2015.3.18 慶応大学仲嶋一範先生セミナー「動く細胞が見せる大脳皮質層形成のメカニズム」 

日時:2015年3月18日(水)17:30-19:00

場所: 九州大学病院キャンパス 基礎研究A棟1Fセミナー室 

演者: 慶應義塾大学医学部解剖学教室 仲嶋一範 先生

 大脳皮質の神経細胞は、脳室面近くで誕生し、辺縁帯直下へと移動した後、誕生時期をほぼ共通にする細胞同士が集合して、脳表面に平行な6 層からなる多層構造(皮質板)を形成する。この際、遅生まれの神経細胞は早生まれの細胞を乗り越えて辺縁帯直下で移動を終えるため、最終的にinside-out様式で層構造が形成される。辺縁帯に存在するCajal Retzius細胞から細胞外に分泌されるリーリンが欠損するリーラーマウスでは、層構造が全体として逆転するという大きな表現型を呈するため、1995年にリーリンが発見されて以来多くの研究者の興味を引き、様々な生化学的経路が報告されてきた。しかしながら、リーリン発見から長年経過した現在でも、その生物学的な機能、すなわち移動神経細胞に対していかなる変化を引き起こすことによって正常な層形成を実現するのかは未解決のままである。

 リーリンは、脳室面から移動してきた細胞の「移動停止シグナル」と考えるのが一般的であったが、最近我々は、リーリンがin vivoにおいて細胞の凝集を誘導することを見いだした。興味深いことに、細胞はリーリンが異所的に局在する部分に向かって放射状に配列するとともに、樹状突起を中心部に向かって発達させること、さらに、その中心部(リーリン存在部位)からは細胞体が排除されてしまうことを見いだした。また、後輩の神経細胞は先輩の神経細胞を乗り越えて中心部近くまで進入して停止することもわかった。すなわち、その様子は、辺縁帯におけるリーリンと、その直下で移動を終える正常細胞の挙動との関係に酷似していた。この結果は、リーリンは単純な「移動停止シグナル」ではないことを示唆するとともに、辺縁帯直下におけるinside-out様式での細胞配置や樹状突起形成を引き起こすためにはリーリンという単一分子の作用で十分であり、脳表面の他の構造は不要であることを強く示唆する。そこで次に、リーリンが本来産生される辺縁帯の直下において同様の細胞凝集がみられるか検討した。
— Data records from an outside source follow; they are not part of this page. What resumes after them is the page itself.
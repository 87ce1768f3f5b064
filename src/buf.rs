use std::io;

use tokio::io::{AsyncBufRead, AsyncBufReadExt};
use tracing::info;

/// Raw exposition lines, each terminated by `\n`.
pub type Batch = Vec<u8>;

/// Accumulates input lines into batches of roughly `max_bytes`.
#[derive(Debug)]
pub struct LineBatcher<R> {
    rdr: R,
    max_bytes: usize,
    line: Vec<u8>,
}
impl<R> LineBatcher<R>
where
    R: AsyncBufRead + Unpin,
{
    pub fn new(rdr: R, max_bytes: usize) -> Self {
        Self {
            rdr,
            max_bytes,
            line: vec![],
        }
    }

    /// Reads lines until the batch reaches `max_bytes` or the input ends.
    ///
    /// Returns `None` only when the input was already exhausted; a partial
    /// batch at end of input is still returned.
    pub async fn next_batch(&mut self) -> io::Result<Option<Batch>> {
        let mut batch = Batch::new();
        loop {
            self.line.clear();
            let n = self.rdr.read_until(b'\n', &mut self.line).await?;
            if n == 0 {
                break;
            }
            let mut line = &self.line[..];
            if let Some(rest) = line.strip_suffix(b"\n") {
                line = rest;
            }
            if let Some(rest) = line.strip_suffix(b"\r") {
                line = rest;
            }
            batch.extend_from_slice(line);
            batch.push(b'\n');
            if batch.len() >= self.max_bytes {
                info!(size = batch.len(), "ingestion buffer full: flushing");
                break;
            }
        }
        if batch.is_empty() {
            return Ok(None);
        }
        Ok(Some(batch))
    }
}
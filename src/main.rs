use anyhow::{Context, Result};
use clap::{Parser, Subcommand};
use tracing::{error, info};
use tracing_subscriber::{fmt, EnvFilter};

use prefill::{
    config::{Config, ConfigArgs},
    pipeline::Pipeline,
    storage::LocalStorage,
};

/// Command line utility to fill a time-series data store from the text
/// exposition format read on stdin.
#[derive(Parser)]
#[command(name = "prefill", about)]
struct Cli {
    #[command(flatten)]
    config: ConfigArgs,

    #[command(subcommand)]
    command: Option<Command>,
}

#[derive(Subcommand)]
enum Command {
    /// Print version information and exit.
    Version,
}

fn main() -> Result<()> {
    let cli = Cli::parse();

    if let Some(Command::Version) = &cli.command {
        println!("prefill {}", env!("CARGO_PKG_VERSION"));
        return Ok(());
    }

    let cfg = Config::from_args(cli.config).context("invalid configuration")?;

    let filter = EnvFilter::try_new(&cfg.log_level)
        .with_context(|| format!("invalid log level: {}", cfg.log_level))?;
    fmt()
        .with_env_filter(filter)
        .with_writer(std::io::stderr)
        .init();

    let rt = tokio::runtime::Builder::new_current_thread()
        .enable_all()
        .build()
        .context("building tokio runtime")?;

    let result = rt.block_on(run(cfg));
    if let Err(e) = &result {
        error!(error = %format!("{e:#}"), "prefill failed");
    }
    result
}

async fn run(cfg: Config) -> Result<()> {
    info!(path = %cfg.storage.path.display(), "prefilling");
    let storage = LocalStorage::new(cfg.storage.clone());
    let mut pipeline = Pipeline::from_config(storage, &cfg);

    let stdin = tokio::io::BufReader::new(tokio::io::stdin());
    pipeline.run(stdin).await?;

    info!("shut down cleanly");
    Ok(())
}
その結果、移動を終えたばかりの未熟な神経細胞が皮質板最表層に帯状に密に配列していることを見いだし、primitive cortical zone (PCZ)と命名した。放射状グリア線維を足場として移動(locomotion)してきた細胞は、先導突起の先端が辺縁帯に到達すると、先端部をアンカリングさせて突起を短縮し細胞体を一気に皮質板最表層にまで持ち上げるterminal translocationと呼ばれる移動様式に変換するが、我々は、ちょうどPCZの直下に到達した細胞が移動様式を変換し、terminal translocationを起こしてPCZ内を通過していくことを見いだした。そして、このterminal translocationが正常に起こることが、最終的なinside-out様式での層形成にとって極めて重要であることを明らかにした。さらに、この移動様式の変換をリーリンが制御しており、integrinαβを細胞内から活性化し、terminal translocationを引き起こすことがわかってきた。

 本セミナーでは、リーリンの機能を中心に大脳皮質の構造が作られるしくみについて議論したい。